The Grandstand and Carnival

While the grandstand no longer hosts motorcycle races (a onetime favorite) it does host plenty of modern favorites every evening. Tickets are often required for these events.

On Wednesday, the Xtreme Roughstock Tour Rodeo and local barrel racing begin at 7 p.m., with family hour running from 5:30 to 6:30 p.m.

The band Blind Date plays at the entertainment tent at 7:30 p.m.

On Thursday, the truck races fire up at 7 p.m. Local musician Penny Mae Dixon performs at 8 p.m.

Coming up Friday, the Badger State Hot Rod Tractor Pulls begin at 6:30 p.m., with cover band Dead Man’s Hand performing at 9 p.m.

Sunday marks the end of the fair, with the popular demo derby closing out the grandstand entertainment. Pit passes are available.

“Our demo derby is always a huge sell-out in the grandstand,” Runte says. “It doesn’t matter what the weather is, the demolition people are going to be there.”

Finally, there’s everybody’s favorite attraction: the carnival, which runs from noon to close daily. Special $25 all-inclusive wristbands are available, each good for one time slot of either noon to 5 p.m. or 5 p.m. to close (each time slot requires a separate wristband).

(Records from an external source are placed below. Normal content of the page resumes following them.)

//! 结构集访问器
//!
//! 从RT Structure Set中整理出ROI列表：编号、名称、解释类型与按层面分组的轮廓。

use crate::attributes::AttributeAccess;
use crate::document::RtDocument;
use crate::tags;
use rtx_core::utils::{format_number, round_to};
use rtx_core::{Point3, Result};
use serde::{Deserialize, Serialize};
use std::collections::HashMap;
use tracing::debug;

/// 标记点类型，不参与剂量统计
pub const MARKER_TYPE: &str = "MARKER";

/// 单条轮廓
#[derive(Debug, Clone, PartialEq, Serialize, Deserialize)]
pub struct Contour {
    pub geometric_type: Option<String>,
    pub points: Vec<Point3>,
}

/// 同一z层面上的全部轮廓
#[derive(Debug, Clone, PartialEq, Serialize, Deserialize)]
pub struct ContourPlane {
    pub z: f64,
    pub contours: Vec<Contour>,
}

/// 勾画结构
#[derive(Debug, Clone, PartialEq, Serialize, Deserialize)]
pub struct Region {
    pub number: i64,
    pub name: String,
    /// RTROIInterpretedType（大写）
    pub roi_type: Option<String>,
    /// 按z升序排列
    pub planes: Vec<ContourPlane>,
}

impl Region {
    pub fn is_marker(&self) -> bool {
        self.roi_type.as_deref() == Some(MARKER_TYPE)
    }

    /// 轮廓坐标序列化：每条轮廓为 `z,x1,y1,x2,y2,...`，轮廓间以 `:` 分隔
    pub fn coord_string(&self) -> String {
        let mut contours = Vec::new();
        for plane in &self.planes {
            for contour in &plane.contours {
                let mut fields = vec![format!("{:.2}", plane.z)];
                for point in &contour.points {
                    fields.push(format_number(round_to(point[0], 3)));
                    fields.push(format_number(round_to(point[1], 3)));
                }
                contours.push(fields.join(","));
            }
        }
        contours.join(":")
    }
}

/// 读取结构集中的全部ROI，顺序与StructureSetROISequence一致
pub fn regions(structure: &RtDocument) -> Result<Vec<Region>> {
    let roi_items =
        structure.require_items(tags::STRUCTURE_SET_ROI_SEQUENCE, "StructureSetROISequence")?;

    let mut types: HashMap<i64, String> = HashMap::new();
    for observation in structure.items(tags::RT_ROI_OBSERVATIONS_SEQUENCE) {
        if let (Some(number), Some(roi_type)) = (
            observation.opt_i64(tags::REFERENCED_ROI_NUMBER),
            observation.upper_str(tags::RT_ROI_INTERPRETED_TYPE),
        ) {
            types.entry(number).or_insert(roi_type);
        }
    }

    let mut planes: HashMap<i64, Vec<ContourPlane>> = HashMap::new();
    for roi_contour in structure.items(tags::ROI_CONTOUR_SEQUENCE) {
        let Some(number) = roi_contour.opt_i64(tags::REFERENCED_ROI_NUMBER) else {
            continue;
        };
        let contours = roi_contour.items(tags::CONTOUR_SEQUENCE).iter().filter_map(|item| {
            let data = item.opt_f64s(tags::CONTOUR_DATA)?;
            let points: Vec<Point3> = data
                .chunks_exact(3)
                .map(|c| [c[0], c[1], c[2]])
                .collect();
            if points.is_empty() {
                return None;
            }
            Some(Contour {
                geometric_type: item.upper_str(tags::CONTOUR_GEOMETRIC_TYPE),
                points,
            })
        });
        planes.insert(number, group_by_plane(contours));
    }

    let mut regions = Vec::with_capacity(roi_items.len());
    for item in roi_items {
        let Some(number) = item.opt_i64(tags::ROI_NUMBER) else {
            debug!("跳过缺少ROINumber的结构");
            continue;
        };
        regions.push(Region {
            number,
            name: item.str_or(tags::ROI_NAME, ""),
            roi_type: types.get(&number).cloned(),
            planes: planes.remove(&number).unwrap_or_default(),
        });
    }

    debug!("结构集共 {} 个ROI", regions.len());
    Ok(regions)
}

/// 以0.01mm精度的z值归组，按z升序输出
fn group_by_plane(contours: impl Iterator<Item = Contour>) -> Vec<ContourPlane> {
    let mut by_z: Vec<(i64, ContourPlane)> = Vec::new();
    for contour in contours {
        let z = contour.points[0][2];
        let key = (z * 100.0).round() as i64;
        match by_z.iter_mut().find(|(k, _)| *k == key) {
            Some((_, plane)) => plane.contours.push(contour),
            None => by_z.push((
                key,
                ContourPlane {
                    z: round_to(z, 2),
                    contours: vec![contour],
                },
            )),
        }
    }
    by_z.sort_by_key(|(key, _)| *key);
    by_z.into_iter().map(|(_, plane)| plane).collect()
}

“To make it through every high and low, especially as a nonprofit, for all these years truly is incredible,” says Bean. “It’ll be fun to see which generations continue on at the fairgrounds, just like myself. I joined the fair board because my dad was on it. Exhibitors, volunteers and even fairgoers often have a family tie to the Winnebago County Fair, and I hope they pass on things for the next 100 years.”